WHAT TO DO:
Once you reach the line that holds "tokio::fs::create_dir_all(parent).await.map_err(io_err)?;" in the listing below, output it and every line after it through the line that holds "async fn set_all(&self, entries: &[(&str, &str)])", word for word.

GIVEN INFORMATION:
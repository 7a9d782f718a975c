//! JSON-file storage.
//!
//! The whole store is one JSON object of string values. Every write
//! replaces the file through a temporary sibling and a rename, so a crash
//! leaves either the old or the new contents.

use async_trait::async_trait;
use std::collections::BTreeMap;
use std::io::ErrorKind;
use std::path::{Path, PathBuf};
use tokio::sync::Mutex;
use tracing::{debug, warn};

use crate::error::StorageError;
use crate::store::DurableStore;

type Entries = BTreeMap<String, String>;

/// A [`DurableStore`] persisted to a single JSON file.
#[derive(Debug)]
pub struct FileStore {
    path: PathBuf,
    // Serializes read-modify-write cycles within this process.
    lock: Mutex<()>,
}

impl FileStore {
    /// Creates a store at `path`. The file is created on first write.
    #[must_use]
    pub fn new(path: impl Into<PathBuf>) -> Self {
        Self {
            path: path.into(),
            lock: Mutex::new(()),
        }
    }

    #[must_use]
    pub fn path(&self) -> &Path {
        &self.path
    }

    async fn read_entries(&self) -> Result<Entries, StorageError> {
        let text = match tokio::fs::read_to_string(&self.path).await {
            Ok(text) => text,
            Err(e) if e.kind() == ErrorKind::NotFound => return Ok(Entries::new()),
            Err(e) => {
                return Err(StorageError::Io {
                    path: self.path.clone(),
                    reason: e.to_string(),
                });
            }
        };

        if text.trim().is_empty() {
            return Ok(Entries::new());
        }

        serde_json::from_str(&text).map_err(|e| StorageError::Corrupt {
            path: self.path.clone(),
            reason: e.to_string(),
        })
    }

    /// Reads entries for modification. A corrupt file is replaced rather
    /// than blocking every later write.
    async fn read_for_update(&self) -> Result<Entries, StorageError> {
        match self.read_entries().await {
            Err(StorageError::Corrupt { reason, .. }) => {
                warn!(path = %self.path.display(), %reason, "discarding corrupt storage file");
                Ok(Entries::new())
            }
            other => other,
        }
    }

    async fn write_entries(&self, entries: &Entries) -> Result<(), StorageError> {
        let io_err = |e: std::io::Error| StorageError::Io {
            path: self.path.clone(),
            reason: e.to_string(),
        };

        if let Some(parent) = self.path.parent().filter(|p| !p.as_os_str().is_empty()) {
            tokio::fs::create_dir_all(parent).await.map_err(io_err)?;
        }

        let json = serde_json::to_string_pretty(entries).map_err(|e| StorageError::Serialize {
            reason: e.to_string(),
        })?;

        let mut tmp = self.path.clone().into_os_string();
        tmp.push(".tmp");
        let tmp = PathBuf::from(tmp);

        tokio::fs::write(&tmp, json).await.map_err(io_err)?;
        tokio::fs::rename(&tmp, &self.path).await.map_err(io_err)?;

        debug!(path = %self.path.display(), entries = entries.len(), "storage file written");
        Ok(())
    }
}

#[async_trait]
impl DurableStore for FileStore {
    async fn get(&self, key: &str) -> Result<Option<String>, StorageError> {
        let _guard = self.lock.lock().await;
        Ok(self.read_entries().await?.remove(key))
    }

    async fn set(&self, key: &str, value: &str) -> Result<(), StorageError> {
        self.set_all(&[(key, value)]).await
    }

    async fn remove(&self, key: &str) -> Result<(), StorageError> {
        self.remove_all(&[key]).await
    }

    async fn set_all(&self, entries: &[(&str, &str)]) -> Result<(), StorageError> {
        let _guard = self.lock.lock().await;
        let mut current = self.read_for_update().await?;
        for (key, value) in entries {
            current.insert((*key).to_string(), (*value).to_string());
        }
        self.write_entries(&current).await
    }

    async fn remove_all(&self, keys: &[&str]) -> Result<(), StorageError> {
        let _guard = self.lock.lock().await;
        let mut current = self.read_for_update().await?;
        let before = current.len();
        for key in keys {
            current.remove(*key);
        }
        let exists = tokio::fs::try_exists(&self.path).await.unwrap_or(false);
        if current.len() == before && !exists {
            return Ok(());
        }
        self.write_entries(&current).await
    }
}

#[cfg(test)]
mod tests {
    use super::*;
    use crate::store::{AUTH_TOKEN_KEY, USER_DATA_KEY};

    #[tokio::test]
    async fn missing_file_reads_as_empty() {
        let dir = tempfile::tempdir().expect("tempdir");
        let store = FileStore::new(dir.path().join("session.json"));
        assert_eq!(store.get(AUTH_TOKEN_KEY).await.expect("get"), None);
    }

    #[tokio::test]
    async fn values_survive_a_new_instance() {
        let dir = tempfile::tempdir().expect("tempdir");
        let path = dir.path().join("nested").join("session.json");

        let store = FileStore::new(&path);
        store
            .set_all(&[(AUTH_TOKEN_KEY, "tok1"), (USER_DATA_KEY, "{\"id\":1}")])
            .await
            .expect("set_all");

        let reopened = FileStore::new(&path);
        assert_eq!(
            reopened.get(AUTH_TOKEN_KEY).await.expect("get"),
            Some("tok1".to_string())
        );
        assert_eq!(
            reopened.get(USER_DATA_KEY).await.expect("get"),
            Some("{\"id\":1}".to_string())
        );
    }

    #[tokio::test]
    async fn remove_all_deletes_both_keys() {
        let dir = tempfile::tempdir().expect("tempdir");
        let store = FileStore::new(dir.path().join("session.json"));
        store.set(AUTH_TOKEN_KEY, "tok").await.expect("set");
        store.set(USER_DATA_KEY, "{}").await.expect("set");
        store.set("theme", "dark").await.expect("set");

        store
            .remove_all(&[AUTH_TOKEN_KEY, USER_DATA_KEY])
            .await
            .expect("remove_all");

        assert_eq!(store.get(AUTH_TOKEN_KEY).await.expect("get"), None);
        assert_eq!(store.get(USER_DATA_KEY).await.expect("get"), None);
        assert_eq!(
            store.get("theme").await.expect("get"),
            Some("dark".to_string())
        );
    }

    #[tokio::test]
    async fn corrupt_file_fails_reads_but_not_writes() {
        let dir = tempfile::tempdir().expect("tempdir");
        let path = dir.path().join("session.json");
        std::fs::write(&path, "{ definitely not json").expect("write");

        let store = FileStore::new(&path);
        let err = store.get(AUTH_TOKEN_KEY).await.expect_err("corrupt");
        assert!(matches!(err, StorageError::Corrupt { .. }));

        store
            .remove_all(&[AUTH_TOKEN_KEY, USER_DATA_KEY])
            .await
            .expect("remove_all replaces corrupt file");
        assert_eq!(store.get(AUTH_TOKEN_KEY).await.expect("get"), None);
    }

    #[tokio::test]
    async fn empty_file_reads_as_empty() {
        let dir = tempfile::tempdir().expect("tempdir");
        let path = dir.path().join("session.json");
        std::fs::write(&path, "").expect("write");

        let store = FileStore::new(&path);
        assert_eq!(store.get(USER_DATA_KEY).await.expect("get"), None);
    }
}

ANSWER FOR THIS EXERCISE:
            tokio::fs::create_dir_all(parent).await.map_err(io_err)?;
        }

        let json = serde_json::to_string_pretty(entries).map_err(|e| StorageError::Serialize {
            reason: e.to_string(),
        })?;

        let mut tmp = self.path.clone().into_os_string();
        tmp.push(".tmp");
        let tmp = PathBuf::from(tmp);

        tokio::fs::write(&tmp, json).await.map_err(io_err)?;
        tokio::fs::rename(&tmp, &self.path).await.map_err(io_err)?;

        debug!(path = %self.path.display(), entries = entries.len(), "storage file written");
        Ok(())
    }
}

#[async_trait]
impl DurableStore for FileStore {
    async fn get(&self, key: &str) -> Result<Option<String>, StorageError> {
        let _guard = self.lock.lock().await;
        Ok(self.read_entries().await?.remove(key))
    }

    async fn set(&self, key: &str, value: &str) -> Result<(), StorageError> {
        self.set_all(&[(key, value)]).await
    }

    async fn remove(&self, key: &str) -> Result<(), StorageError> {
        self.remove_all(&[key]).await
    }

    async fn set_all(&self, entries: &[(&str, &str)]) -> Result<(), StorageError> {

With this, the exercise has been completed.